Es incuestionable que las reformas políticas que ha promovido el Ejecutivo tienen una alta popularidad porque han representado claras derrotas de un Congreso con alta desaprobación y evidentes sanciones a los errores de Fuerza Popular y sus líderes. Algo parecido sucede con todas las iniciativas para reformar el sistema de justicia. Sin embargo, la tan urgente reforma laboral del país, por ejemplo —necesaria para elevar la productividad y la competitividad de los actores económicos— no parece ser tan popular. La reforma de la legislación laboral es más que urgente. Lo dicen todos los rankings internacionales que miden la competitividad de los países. El Perú tiene una legislación tan costosa para contratar y despedir que, en la práctica, nuestra normatividad laboral se ha convertido en “una declaración de los más amplios derechos” que solo genera informalidad: el 75% de los trabajadores de la población económicamente activa carece de derechos. Quizá un buen signo en el Ejecutivo haya sido el relevo del ex ministro de Trabajo, Christián Sánchez, quien priorizaba su ideología marxista sobre las necesidades del país. Por ejemplo, el Ejecutivo, en la práctica, se opuso a ampliar la Ley de Promoción Agraria —que establece un régimen laboral y tributario especial—, sin la cual no se explicaría el boom agrario de las últimas dos décadas. Pero el Legislativo tampoco hizo nada al respecto.

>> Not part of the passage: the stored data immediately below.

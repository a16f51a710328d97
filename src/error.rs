//! Error types for the relay engine.

/// Top-level error type for a relay run.
#[derive(Debug, thiserror::Error)]
pub enum Error {
    #[error("Configuration error: {0}")]
    Config(#[from] ConfigError),

    #[error("Fetch error: {0}")]
    Fetch(#[from] FetchError),

    #[error("Notify error: {0}")]
    Notify(#[from] NotifyError),

    #[error("Checkpoint store error: {0}")]
    Store(#[from] StoreError),
}

/// Configuration-related errors.
#[derive(Debug, thiserror::Error)]
pub enum ConfigError {
    #[error("No default rule could be resolved from the rule list")]
    NoDefaultRule,

    #[error("Failed to parse rules file {path}: {reason}")]
    ParseError { path: String, reason: String },

    #[error("IO error: {0}")]
    Io(#[from] std::io::Error),
}

/// Mailbox fetch errors.
#[derive(Debug, thiserror::Error)]
pub enum FetchError {
    #[error("Search failed for query {query:?}: {reason}")]
    SearchFailed { query: String, reason: String },

    #[error("Mailbox returned status {status}: {body}")]
    BadStatus { status: u16, body: String },

    #[error("Failed to resolve account addresses: {0}")]
    Profile(String),

    #[error("HTTP error: {0}")]
    Http(String),
}

/// Webhook delivery errors.
#[derive(Debug, thiserror::Error)]
pub enum NotifyError {
    #[error("Webhook POST to {url} failed: {reason}")]
    SendFailed { url: String, reason: String },
}

/// Checkpoint persistence errors.
#[derive(Debug, thiserror::Error)]
pub enum StoreError {
    #[error("Failed to read checkpoint: {0}")]
    Read(String),

    #[error("Failed to write checkpoint: {0}")]
    Write(String),
}

/// Result type alias for the relay.
pub type Result<T> = std::result::Result<T, Error>;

Por todas estas consideraciones vale preguntarse, ¿se atreverá el presidente Vizcarra a liderar la reforma laboral? Con su popularidad en alza, ¿acaso el Ejecutivo no debería elaborar un proyecto y el propio Jefe de Estado llevarlo personalmente hasta el Congreso, tal como lo acaba de hacer con la iniciativa para reorganizar la Fiscalía? De otro lado, ¿Fuerza Popular actuará más allá de las urgencias judiciales de sus líderes y será capaz de encabezar una agenda de reformas procrecimiento y procompetitividad? La política no puede reducirse a qué acto nos otorga más popularidad o cuál es mi conveniencia inmediata.
Otro ejemplo. En cuanto a las inversiones en infraestructuras la cosa igualmente comienza a ponerse en extremo complicada. Con todos los cuestionamientos a las asociaciones público privadas, por el mal manejo de los gobiernos anteriores, en la práctica el país comienza a regresar a la modalidad de la obra pública, que no es sino el retorno del Estado-empresario. Los cuestionamientos a los peajes y los anuncios del titular de Transportes, Edmer Trujillo, acerca de que las siguientes etapas del Metro de Lima se continuarán mediante obra pública representan señales de ese tipo. ¿Estarán en condiciones el Ejecutivo y el Legislativo de salvar un sistema de inversión en infraestructura que explica la modernización —insuficiente todavía— que ha existido en nuestros puertos, aeropuertos y carreteras, entre otros?
¿A qué vamos? Hay reformas y reformas. Algunas que tienen un alto grado de politización y popularidad y otras que, aparentemente, no tienen los réditos políticos de las primeras; pero que, sin embargo, definen el futuro de un país. Sin el crecimiento económico de las últimas dos décadas sería impensable la continuidad institucional de la democracia peruana, que se expresa en cuatro elecciones sucesivas sin interrupciones. Bueno, ese crecimiento que redujo la pobreza del 60% de la población a solo 20% comienza a agotarse por la falta de una nueva ola de reformas. ¿Por qué extraña razón el Ejecutivo, el Legislativo y los diversos sectores del país no se podrían poner de acuerdo en preservar lo que ha funcionado en el último cuarto de siglo, al margen de la guerra política que parece inevitable?